I was wondering if this is the best normalization measure I can use in the absence of any replicates or are there other normalization methods I should try and what are they?
Regards
How do you get scaling factors from non-peak regions can you please elaborate. Also TMM/RLE and quantile normalization require replicates AFAIK.
PS :I did not have chip input samples
Replicates aren't needed or even used in TMM, RLE, or quantile normalization. All you need are multiple samples, which can be the ones being compared.
To get scaling factors from non-peak regions, you would first call peaks and then use the counts outside of them for the normalization.
Since you lack inputs, you're going to have more work on your hands when it comes to validation.
So in my case I don't have multiple samples in one species I have different histone modifications in 3 species (for a particular tissue) that I am trying to compare here.
Hi Devon,
Do you have something to elaborate on my question.
thanks
Not unless you'd like me to elaborate on something in particular.
So I have only one sample for each species. What in that case would be the most correct way to normalize
CPM or TMM
Is it possible to use TMM on such data and how?
Sure:
Alternatively, play around with scale factors until things look right.
So what you are saying that I should use the peak regions as sample1 and non-peak regions as sample2 for doing TMM normalization?
No, you would use the non-peak regions for all of the samples. TMM would give you scaling factors accordingly that you would then need to apply to the peak counts. This is the same as how ERCC spike-ins are used in RNAseq.
Sorry I am still not able to follow.I have only one sample for each histone modification in one species. So if you are saying I need to use non-peak regions for all of the samples do you mean I should combine non-peak regions for all different histone modifications? Can you point me to an example?

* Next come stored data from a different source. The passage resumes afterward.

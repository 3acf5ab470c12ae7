use lazy_static::lazy_static;
use prometheus::{
    register_int_counter_vec_with_registry, register_int_counter_with_registry, Encoder, IntCounter,
    IntCounterVec, Registry, TextEncoder,
};

lazy_static! {
    pub static ref REGISTRY: Registry = Registry::new();
    pub static ref WORKLOADS_COLLECTED_TOTAL: IntCounterVec = register_int_counter_vec_with_registry!(
        "chargeback_workloads_collected_total",
        "Workloads normalized, by kind.",
        &["kind"],
        REGISTRY
    )
    .unwrap();
    pub static ref WORKLOADS_SKIPPED_TOTAL: IntCounter = register_int_counter_with_registry!(
        "chargeback_workloads_skipped_total",
        "Workloads skipped because their manifest could not be normalized.",
        REGISTRY
    )
    .unwrap();
    pub static ref SNAPSHOTS_INSERTED_TOTAL: IntCounter = register_int_counter_with_registry!(
        "chargeback_snapshots_inserted_total",
        "Allocation snapshots written. Re-runs of a stored window do not count.",
        REGISTRY
    )
    .unwrap();
    pub static ref INVENTORY_APPENDED_TOTAL: IntCounter = register_int_counter_with_registry!(
        "chargeback_inventory_appended_total",
        "Workload inventory rows appended.",
        REGISTRY
    )
    .unwrap();
    pub static ref BUDGET_ALERTS_TOTAL: IntCounterVec = register_int_counter_vec_with_registry!(
        "chargeback_budget_alerts_total",
        "Budget alerts raised, by severity.",
        &["severity"],
        REGISTRY
    )
    .unwrap();
    pub static ref WEBHOOK_DELIVERIES_TOTAL: IntCounterVec = register_int_counter_vec_with_registry!(
        "chargeback_webhook_deliveries_total",
        "Webhook deliveries, by outcome.",
        &["outcome"],
        REGISTRY
    )
    .unwrap();
}

// Text exposition of everything in REGISTRY
pub fn gather_metrics() -> crate::Result<String> {
    let mut buffer = vec![];
    let encoder = TextEncoder::new();
    encoder
        .encode(&REGISTRY.gather(), &mut buffer)
        .map_err(|e| crate::Error::Internal(format!("Failed to encode metrics: {}", e)))?;
    String::from_utf8(buffer).map_err(|e| crate::Error::Internal(format!("Metrics are not UTF-8: {}", e)))
}

#[cfg(test)]
mod tests {
    use super::*;

    #[test]
    fn test_gather_includes_counters() {
        WORKLOADS_COLLECTED_TOTAL.with_label_values(&["Deployment"]).inc();
        WEBHOOK_DELIVERIES_TOTAL.with_label_values(&["success"]).inc();
        SNAPSHOTS_INSERTED_TOTAL.inc();

        let text = gather_metrics().unwrap();
        assert!(text.contains("chargeback_workloads_collected_total{kind=\"Deployment\"}"));
        assert!(text.contains("chargeback_webhook_deliveries_total{outcome=\"success\"}"));
        assert!(text.contains("chargeback_snapshots_inserted_total"));
    }
}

Ah, right, I'd forgotten the context of your question. You'll just have to play around with TMM a bit if you want to use it. There are no examples of this that I'm aware of, but the general idea would be to ignore the fact that your non-peak regions are in different areas for each sample and to just use counts in some fixed number of them per sample. I don't have the time to put together a long example of this, unfortunately.